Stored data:
+ + + +

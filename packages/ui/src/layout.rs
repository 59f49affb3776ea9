use api::UserInfo;
use dioxus::prelude::*;

const STYLE_CSS: &str = include_str!("../assets/style.css");

/// Page chrome shared by every view: head, navbar, flash message.
///
/// The `<html>` element itself is added by [`crate::render`].
pub(crate) fn page(
    title: &str,
    user: Option<&UserInfo>,
    flash: Option<&str>,
    content: Element,
) -> Element {
    let document_title = format!("{title} · Student Notes");
    let nav = match user {
        Some(user) => {
            let username = user.username.clone();
            rsx! {
                span {
                    span { class: "muted", "Signed in as {username} " }
                    form {
                        method: "post",
                        action: "/logout",
                        button { class: "btn secondary", r#type: "submit", "Log out" }
                    }
                }
            }
        }
        None => rsx! {
            span {
                a { href: "/login", "Log in" }
                " · "
                a { href: "/register", "Register" }
            }
        },
    };
    let flash = flash.map(|message| {
        rsx! {
            div { class: "flash", role: "status", "{message}" }
        }
    });

    rsx! {
        head {
            meta { charset: "utf-8" }
            meta { name: "viewport", content: "width=device-width, initial-scale=1" }
            title { "{document_title}" }
            style { dangerous_inner_html: STYLE_CSS }
        }
        body {
            header {
                class: "navbar",
                a { href: "/", "Student Notes" }
                {nav}
            }
            main {
                {flash}
                {content}
            }
        }
    }
}

/// An inline error above a form.
pub(crate) fn form_error(error: Option<&str>) -> Option<Element> {
    error.map(|message| {
        rsx! {
            div { class: "flash error", role: "alert", "{message}" }
        }
    })
}
//! Local username + password accounts.

use crate::auth::password;
use crate::error::{AppError, Result};
use crate::models::{NewUser, UserInfo};
use crate::AppContext;

pub const USERNAME_MIN_LEN: usize = 3;
pub const USERNAME_MAX_LEN: usize = 32;
pub const PASSWORD_MIN_LEN: usize = 8;
pub const PASSWORD_MAX_LEN: usize = 128;

/// Usernames are matched case-insensitively and stored trimmed and lowercased.
pub fn normalize_username(username: &str) -> String {
    username.trim().to_lowercase()
}

fn validate_username(username: &str) -> Result<()> {
    let len = username.chars().count();
    if !(USERNAME_MIN_LEN..=USERNAME_MAX_LEN).contains(&len) {
        return Err(AppError::validation(format!(
            "Username must be {USERNAME_MIN_LEN} to {USERNAME_MAX_LEN} characters"
        )));
    }
    if !username
        .chars()
        .all(|c| c.is_ascii_alphanumeric() || matches!(c, '.' | '_' | '-'))
    {
        return Err(AppError::validation(
            "Username may only contain letters, digits, '.', '_' and '-'",
        ));
    }
    Ok(())
}

fn validate_password(password: &str) -> Result<()> {
    let len = password.chars().count();
    if len < PASSWORD_MIN_LEN {
        return Err(AppError::validation(format!(
            "Password must be at least {PASSWORD_MIN_LEN} characters"
        )));
    }
    if len > PASSWORD_MAX_LEN {
        return Err(AppError::validation(format!(
            "Password must be at most {PASSWORD_MAX_LEN} characters"
        )));
    }
    Ok(())
}

/// Create an account. The caller establishes the session.
pub async fn register(ctx: &AppContext, username: &str, password: &str) -> Result<UserInfo> {
    let username = normalize_username(username);
    validate_username(&username)?;
    validate_password(password)?;

    if ctx.repo.find_user_by_username(&username).await?.is_some() {
        return Err(AppError::DuplicateUser);
    }

    let password_hash = password::hash_password_blocking(password.to_string()).await?;
    let user = ctx
        .repo
        .insert_user(NewUser {
            username,
            password_hash,
        })
        .await?;

    tracing::info!(user_id = %user.id, username = %user.username, "user registered");
    Ok(user.to_info())
}

/// Check credentials. Unknown users and wrong passwords are indistinguishable.
pub async fn login(ctx: &AppContext, username: &str, password: &str) -> Result<UserInfo> {
    let username = normalize_username(username);

    let Some(user) = ctx.repo.find_user_by_username(&username).await? else {
        tracing::info!(username = %username, "login failed: unknown user");
        return Err(AppError::InvalidCredentials);
    };

    let valid =
        password::verify_password_blocking(password.to_string(), user.password_hash.clone())
            .await?;
    if !valid {
        tracing::info!(user_id = %user.id, "login failed: wrong password");
        return Err(AppError::InvalidCredentials);
    }

    tracing::info!(user_id = %user.id, "user logged in");
    Ok(user.to_info())
}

+ + + +

» **To do**
Reproduce every record in full, keeping each one exactly as it reads.

» **Solution for this problem**
filename packages/ui/src/layout.rs
repository 59f49affb3776ea9
use api::UserInfo;
use dioxus::prelude::*;

const STYLE_CSS: &str = include_str!("../assets/style.css");

/// Page chrome shared by every view: head, navbar, flash message.
///
/// The `<html>` element itself is added by [`crate::render`].
pub(crate) fn page(
    title: &str,
    user: Option<&UserInfo>,
    flash: Option<&str>,
    content: Element,
) -> Element {
    let document_title = format!("{title} · Student Notes");
    let nav = match user {
        Some(user) => {
            let username = user.username.clone();
            rsx! {
                span {
                    span { class: "muted", "Signed in as {username} " }
                    form {
                        method: "post",
                        action: "/logout",
                        button { class: "btn secondary", r#type: "submit", "Log out" }
                    }
                }
            }
        }
        None => rsx! {
            span {
                a { href: "/login", "Log in" }
                " · "
                a { href: "/register", "Register" }
            }
        },
    };
    let flash = flash.map(|message| {
        rsx! {
            div { class: "flash", role: "status", "{message}" }
        }
    });

    rsx! {
        head {
            meta { charset: "utf-8" }
            meta { name: "viewport", content: "width=device-width, initial-scale=1" }
            title { "{document_title}" }
            style { dangerous_inner_html: STYLE_CSS }
        }
        body {
            header {
                class: "navbar",
                a { href: "/", "Student Notes" }
                {nav}
            }
            main {
                {flash}
                {content}
            }
        }
    }
}

/// An inline error above a form.
pub(crate) fn form_error(error: Option<&str>) -> Option<Element> {
    error.map(|message| {
        rsx! {
            div { class: "flash error", role: "alert", "{message}" }
        }
    })
}
//! Local username + password accounts.

use crate::auth::password;
use crate::error::{AppError, Result};
use crate::models::{NewUser, UserInfo};
use crate::AppContext;

pub const USERNAME_MIN_LEN: usize = 3;
pub const USERNAME_MAX_LEN: usize = 32;
pub const PASSWORD_MIN_LEN: usize = 8;
pub const PASSWORD_MAX_LEN: usize = 128;

/// Usernames are matched case-insensitively and stored trimmed and lowercased.
pub fn normalize_username(username: &str) -> String {
    username.trim().to_lowercase()
}

fn validate_username(username: &str) -> Result<()> {
    let len = username.chars().count();
    if !(USERNAME_MIN_LEN..=USERNAME_MAX_LEN).contains(&len) {
        return Err(AppError::validation(format!(
            "Username must be {USERNAME_MIN_LEN} to {USERNAME_MAX_LEN} characters"
        )));
    }
    if !username
        .chars()
        .all(|c| c.is_ascii_alphanumeric() || matches!(c, '.' | '_' | '-'))
    {
        return Err(AppError::validation(
            "Username may only contain letters, digits, '.', '_' and '-'",
        ));
    }
    Ok(())
}

fn validate_password(password: &str) -> Result<()> {
    let len = password.chars().count();
    if len < PASSWORD_MIN_LEN {
        return Err(AppError::validation(format!(
            "Password must be at least {PASSWORD_MIN_LEN} characters"
        )));
    }
    if len > PASSWORD_MAX_LEN {
        return Err(AppError::validation(format!(
            "Password must be at most {PASSWORD_MAX_LEN} characters"
        )));
    }
    Ok(())
}

/// Create an account. The caller establishes the session.
pub async fn register(ctx: &AppContext, username: &str, password: &str) -> Result<UserInfo> {
    let username = normalize_username(username);
    validate_username(&username)?;
    validate_password(password)?;

    if ctx.repo.find_user_by_username(&username).await?.is_some() {
        return Err(AppError::DuplicateUser);
    }

    let password_hash = password::hash_password_blocking(password.to_string()).await?;
    let user = ctx
        .repo
        .insert_user(NewUser {
            username,
            password_hash,
        })
        .await?;

    tracing::info!(user_id = %user.id, username = %user.username, "user registered");
    Ok(user.to_info())
}

/// Check credentials. Unknown users and wrong passwords are indistinguishable.
pub async fn login(ctx: &AppContext, username: &str, password: &str) -> Result<UserInfo> {
    let username = normalize_username(username);

    let Some(user) = ctx.repo.find_user_by_username(&username).await? else {
        tracing::info!(username = %username, "login failed: unknown user");
        return Err(AppError::InvalidCredentials);
    };

    let valid =
        password::verify_password_blocking(password.to_string(), user.password_hash.clone())
            .await?;
    if !valid {
        tracing::info!(user_id = %user.id, "login failed: wrong password");
        return Err(AppError::InvalidCredentials);
    }

    tracing::info!(user_id = %user.id, "user logged in");
    Ok(user.to_info())
}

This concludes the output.